Crise du Covid-19 :
vers un renouveau de la performance des bureaux ?
Interview de Benoît Delattre, Directeur de Strategic Consulting chez JLL. Il accompagne la transformation des entreprises vers un pilotage de leur immobilier d'exploitation au plus près des réalités de leur activité d'aujourd'hui et de demain..
"Demain être performant rimera avec être agile. Il s’agira d’intégrer la flexibilité dans le portefeuille immobilier grâce à des baux flexibles, des options de sortie faciles à actionner, ou des solutions de coworking permettant de s’adapter à l’évolution des besoins en matière d’espaces. Il faudra pouvoir accroître ou réduire la voilure immobilière à la demande, en fonction des besoins".
Dans quelles mesures la crise sanitaire que nous sommes en train de traverser va-t-elle changer l’appréciation de la performance dans nos bureaux ?
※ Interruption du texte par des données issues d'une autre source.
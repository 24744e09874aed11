//! Audio device enumeration

use cpal::traits::{DeviceTrait, HostTrait};
use crossbeam_channel::{Receiver, RecvTimeoutError};
use serde::Serialize;
use std::time::Duration;

use crate::error::AudioError;

/// Rates checked when listing device capabilities
const CANDIDATE_RATES: [u32; 6] = [16000, 22050, 32000, 44100, 48000, 96000];

/// Device summary shown to the user
#[derive(Debug, Clone, Serialize)]
pub struct AudioDeviceInfo {
    pub id: String,
    pub name: String,
    pub is_input: bool,
    pub is_output: bool,
    pub is_default: bool,
    pub sample_rates: Vec<u32>,
    pub channels: Vec<u16>,
}

/// Wrapper around cpal device
pub struct AudioDevice {
    inner: cpal::Device,
    pub name: String,
}

impl AudioDevice {
    pub fn from_cpal(device: cpal::Device) -> Self {
        let name = device.name().unwrap_or_else(|_| "Unknown".to_string());
        Self { inner: device, name }
    }

    pub fn into_inner(self) -> cpal::Device {
        self.inner
    }

    /// Default input config, or `CaptureUnavailable` when the device
    /// refuses to record
    pub fn default_input_config(&self) -> Result<cpal::SupportedStreamConfig, AudioError> {
        self.inner
            .default_input_config()
            .map_err(|e| AudioError::CaptureUnavailable(e.to_string()))
    }

    pub fn default_output_config(&self) -> Result<cpal::SupportedStreamConfig, AudioError> {
        self.inner
            .default_output_config()
            .map_err(|e| AudioError::DeviceNotFound(e.to_string()))
    }

    /// Whether the device can record at `rate` with `channels` channels
    pub fn supports_input_rate(&self, rate: u32, channels: u16) -> bool {
        let rate = cpal::SampleRate(rate);
        self.inner
            .supported_input_configs()
            .map(|mut configs| {
                configs.any(|c| {
                    c.channels() == channels
                        && c.sample_format() == cpal::SampleFormat::F32
                        && rate >= c.min_sample_rate()
                        && rate <= c.max_sample_rate()
                })
            })
            .unwrap_or(false)
    }

    /// Whether the device can play at `rate` with `channels` channels
    pub fn supports_output_rate(&self, rate: u32, channels: u16) -> bool {
        let rate = cpal::SampleRate(rate);
        self.inner
            .supported_output_configs()
            .map(|mut configs| {
                configs.any(|c| {
                    c.channels() == channels
                        && c.sample_format() == cpal::SampleFormat::F32
                        && rate >= c.min_sample_rate()
                        && rate <= c.max_sample_rate()
                })
            })
            .unwrap_or(false)
    }
}

/// List all available audio devices
pub fn list_devices() -> Vec<AudioDeviceInfo> {
    let host = cpal::default_host();
    let mut devices: Vec<AudioDeviceInfo> = Vec::new();

    let default_input_name = host.default_input_device().and_then(|d| d.name().ok());
    let default_output_name = host.default_output_device().and_then(|d| d.name().ok());

    if let Ok(input_devices) = host.input_devices() {
        for device in input_devices {
            if let Ok(name) = device.name() {
                let (sample_rates, channels) = get_device_capabilities(&device, true);
                devices.push(AudioDeviceInfo {
                    id: format!("input:{}", name),
                    is_default: default_input_name.as_ref() == Some(&name),
                    name,
                    is_input: true,
                    is_output: false,
                    sample_rates,
                    channels,
                });
            }
        }
    }

    if let Ok(output_devices) = host.output_devices() {
        for device in output_devices {
            if let Ok(name) = device.name() {
                let is_default = default_output_name.as_ref() == Some(&name);
                let (sample_rates, channels) = get_device_capabilities(&device, false);
                devices.push(AudioDeviceInfo {
                    id: format!("output:{}", name),
                    name,
                    is_input: false,
                    is_output: true,
                    is_default,
                    sample_rates,
                    channels,
                });
            }
        }
    }

    devices
}

fn get_device_capabilities(device: &cpal::Device, is_input: bool) -> (Vec<u32>, Vec<u16>) {
    let configs: Vec<cpal::SupportedStreamConfigRange> = if is_input {
        device.supported_input_configs().map(|c| c.collect()).unwrap_or_default()
    } else {
        device.supported_output_configs().map(|c| c.collect()).unwrap_or_default()
    };

    let mut sample_rates = Vec::new();
    let mut channels = Vec::new();
    for config in &configs {
        for rate_val in CANDIDATE_RATES {
            let rate = cpal::SampleRate(rate_val);
            if rate >= config.min_sample_rate()
                && rate <= config.max_sample_rate()
                && !sample_rates.contains(&rate_val)
            {
                sample_rates.push(rate_val);
            }
        }
        if !channels.contains(&config.channels()) {
            channels.push(config.channels());
        }
    }

    sample_rates.sort_unstable();
    channels.sort_unstable();
    (sample_rates, channels)
}

/// Get a device by its ID (`input:<name>` or `output:<name>`)
pub fn get_device_by_id(id: &str) -> Result<AudioDevice, AudioError> {
    let host = cpal::default_host();

    let (is_input, name) = if let Some(name) = id.strip_prefix("input:") {
        (true, name)
    } else if let Some(name) = id.strip_prefix("output:") {
        (false, name)
    } else {
        (true, id)
    };

    let devices = if is_input {
        host.input_devices()
    } else {
        host.output_devices()
    }
    .map_err(|e| AudioError::DeviceNotFound(e.to_string()))?;

    for device in devices {
        if device.name().map(|n| n == name).unwrap_or(false) {
            return Ok(AudioDevice::from_cpal(device));
        }
    }

    Err(AudioError::DeviceNotFound(id.to_string()))
}

/// Get default input device
pub fn get_default_input_device() -> Result<AudioDevice, AudioError> {
    cpal::default_host()
        .default_input_device()
        .map(AudioDevice::from_cpal)
        .ok_or_else(|| AudioError::CaptureUnavailable("No default input device".to_string()))
}

/// Get default output device
pub fn get_default_output_device() -> Result<AudioDevice, AudioError> {
    cpal::default_host()
        .default_output_device()
        .map(AudioDevice::from_cpal)
        .ok_or_else(|| AudioError::DeviceNotFound("No default output device".to_string()))
}

/// Configured input device, or the default one
pub fn resolve_input_device(device_id: Option<&str>) -> Result<AudioDevice, AudioError> {
    match device_id {
        Some(id) => get_device_by_id(id).map_err(|e| AudioError::CaptureUnavailable(e.to_string())),
        None => get_default_input_device(),
    }
}

/// Configured output device, or the default one
pub fn resolve_output_device(device_id: Option<&str>) -> Result<AudioDevice, AudioError> {
    match device_id {
        Some(id) => get_device_by_id(id),
        None => get_default_output_device(),
    }
}

/// What a stream thread reported while it was being opened
#[derive(Debug, PartialEq, Eq)]
pub(crate) enum StreamReady<E> {
    Ready,
    Failed(E),
    /// Nothing within the timeout; the thread may still be stuck in the
    /// backend and must be abandoned, not joined
    TimedOut,
    /// The thread exited without reporting
    Exited,
}

/// Wait at most `timeout` for a stream thread's ready report
pub(crate) fn wait_stream_ready<E>(ready: &Receiver<Result<(), E>>, timeout: Duration) -> StreamReady<E> {
    match ready.recv_timeout(timeout) {
        Ok(Ok(())) => StreamReady::Ready,
        Ok(Err(e)) => StreamReady::Failed(e),
        Err(RecvTimeoutError::Timeout) => StreamReady::TimedOut,
        Err(RecvTimeoutError::Disconnected) => StreamReady::Exited,
    }
}
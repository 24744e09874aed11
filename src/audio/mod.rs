//! Audio subsystem: frames, resampling, devices and capture

pub mod buffer;
pub mod capture;
pub mod device;
pub mod resample;
pub mod tone;

pub use buffer::{AudioFrame, RingBuffer};
pub use capture::{CapturePipeline, CaptureSource, CaptureState, CpalCaptureSource};
pub use device::{list_devices, AudioDevice, AudioDeviceInfo};
pub use resample::resample;
//! Audio frames and the lock-free frame queue
//!
//! The queue is a single-producer single-consumer hand-off between the
//! thread that submits playback units and the real-time output callback.

use crossbeam::queue::ArrayQueue;
use std::sync::atomic::{AtomicUsize, Ordering};
use std::sync::Arc;

/// Block of mono audio samples tagged with their rate
#[derive(Debug, Clone, PartialEq)]
pub struct AudioFrame {
    /// Samples in [-1.0, 1.0]
    pub samples: Vec<f32>,
    pub sample_rate: u32,
    /// Always 1 on the wire
    pub channels: u16,
}

impl AudioFrame {
    pub fn new(samples: Vec<f32>, sample_rate: u32, channels: u16) -> Self {
        Self {
            samples,
            sample_rate,
            channels,
        }
    }

    pub fn mono(samples: Vec<f32>, sample_rate: u32) -> Self {
        Self::new(samples, sample_rate, 1)
    }

    /// Get number of samples per channel
    pub fn samples_per_channel(&self) -> usize {
        self.samples.len() / self.channels.max(1) as usize
    }

    /// Get frame duration in microseconds
    pub fn duration_us(&self) -> u64 {
        if self.sample_rate == 0 {
            return 0;
        }
        (self.samples_per_channel() as u64 * 1_000_000) / self.sample_rate as u64
    }

    pub fn is_empty(&self) -> bool {
        self.samples.is_empty()
    }
}

/// Bounded lock-free queue of frames
pub struct RingBuffer {
    queue: ArrayQueue<AudioFrame>,
    overflow_count: AtomicUsize,
    underrun_count: AtomicUsize,
}

impl RingBuffer {
    /// Create a new ring buffer with the specified capacity
    pub fn new(capacity: usize) -> Self {
        Self {
            queue: ArrayQueue::new(capacity.max(1)),
            overflow_count: AtomicUsize::new(0),
            underrun_count: AtomicUsize::new(0),
        }
    }

    /// Push a frame into the buffer
    /// Returns false if buffer is full (overflow)
    pub fn push(&self, frame: AudioFrame) -> bool {
        match self.queue.push(frame) {
            Ok(()) => true,
            Err(_) => {
                self.overflow_count.fetch_add(1, Ordering::Relaxed);
                false
            }
        }
    }

    /// Pop a frame, counting an underrun when empty
    pub fn pop(&self) -> Option<AudioFrame> {
        match self.queue.pop() {
            Some(frame) => Some(frame),
            None => {
                self.underrun_count.fetch_add(1, Ordering::Relaxed);
                None
            }
        }
    }

    /// Pop without counting an underrun
    pub fn try_pop(&self) -> Option<AudioFrame> {
        self.queue.pop()
    }

    /// Drop everything queued
    pub fn clear(&self) {
        while self.queue.pop().is_some() {}
    }

    pub fn is_empty(&self) -> bool {
        self.queue.is_empty()
    }

    pub fn len(&self) -> usize {
        self.queue.len()
    }

    pub fn overflow_count(&self) -> usize {
        self.overflow_count.load(Ordering::Relaxed)
    }

    pub fn underrun_count(&self) -> usize {
        self.underrun_count.load(Ordering::Relaxed)
    }
}

/// Thread-safe handle to a ring buffer
pub type SharedRingBuffer = Arc<RingBuffer>;

/// Create a new shared ring buffer
pub fn create_shared_buffer(capacity: usize) -> SharedRingBuffer {
    Arc::new(RingBuffer::new(capacity))
}

#[cfg(test)]
mod tests {
    use super::*;

    #[test]
    fn test_frame_duration() {
        let frame = AudioFrame::mono(vec![0.0; 1600], 16000);
        assert_eq!(frame.duration_us(), 100_000);
        assert_eq!(frame.samples_per_channel(), 1600);
    }

    #[test]
    fn test_ring_buffer_order_and_overflow() {
        let buffer = RingBuffer::new(2);

        assert!(buffer.push(AudioFrame::mono(vec![0.1], 16000)));
        assert!(buffer.push(AudioFrame::mono(vec![0.2], 16000)));
        assert!(!buffer.push(AudioFrame::mono(vec![0.3], 16000)));
        assert_eq!(buffer.overflow_count(), 1);

        assert_eq!(buffer.pop().unwrap().samples, vec![0.1]);
        assert_eq!(buffer.pop().unwrap().samples, vec![0.2]);
        assert!(buffer.pop().is_none());
        assert_eq!(buffer.underrun_count(), 1);
    }

    #[test]
    fn test_clear() {
        let buffer = create_shared_buffer(4);
        buffer.push(AudioFrame::mono(vec![0.0; 10], 16000));
        buffer.push(AudioFrame::mono(vec![0.0; 10], 16000));
        buffer.clear();
        assert!(buffer.is_empty());
    }
}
La performance des bureaux a longtemps été résumée à la réduction de leurs coûts d'exploitation et d'entretien. Aujourd'hui, les entreprises ont conscience que l’environnement de travail constitue un levier incontournable d’attraction et de rétention des talents, et un accélérateur de la performance des collaborateurs. La crise du COVID-19 amplifie évidemment cette tendance en questionnant notre façon de consommer l’immobilier : les inefficiences immobilières qui étaient acceptées hier ne le seront plus demain. Le confinement, accompagné du déploiement massif du travail distance, met en lumière les enjeux technologiques, de collaboration et de cohésion des salariés. Les standards de performance d’hier sont à oublier !
Les entreprises étaient-elles préparées à une telle crise ? Comment pouvaient-elles l’anticiper et comment doivent-elles la gérer aujourd’hui ?
Personne n’était préparé à une crise d’une telle ampleur. Si beaucoup d’entreprises avaient mis en place des Plans de Continuité des Activités (PCA), fondés sur l’identification de sites de repli, rares sont celles qui s’étaient préparées à un scénario de mise en télétravail de masse. Pour les décideurs immobiliers, cela a impliqué de pouvoir très rapidement reconfigurer l’environnement de travail afin de maintenir l’activité de l’entreprise tout en protégeant les salariés. Les domiciles ont fait office de sites de repli, depuis lesquels les collaborateurs se sont mis à travailler. Il a fallu également garantir le déploiement des technologies adéquates pour la collaboration à distance, avec le niveau de formation et de cybersécurité indispensables.
Et comment rebondir après cette crise ? La performance ne sera plus jamais la même ?
Effectivement, demain être performant rimera avec être agile. Il s’agira d’intégrer la flexibilité dans le portefeuille immobilier grâce à des baux flexibles, des options de sortie faciles à actionner, ou des solutions de coworking permettant de s’adapter à l’évolution des besoins en matière d’espaces. Il faudra pouvoir accroître ou réduire la voilure immobilière à la demande, en fonction des besoins.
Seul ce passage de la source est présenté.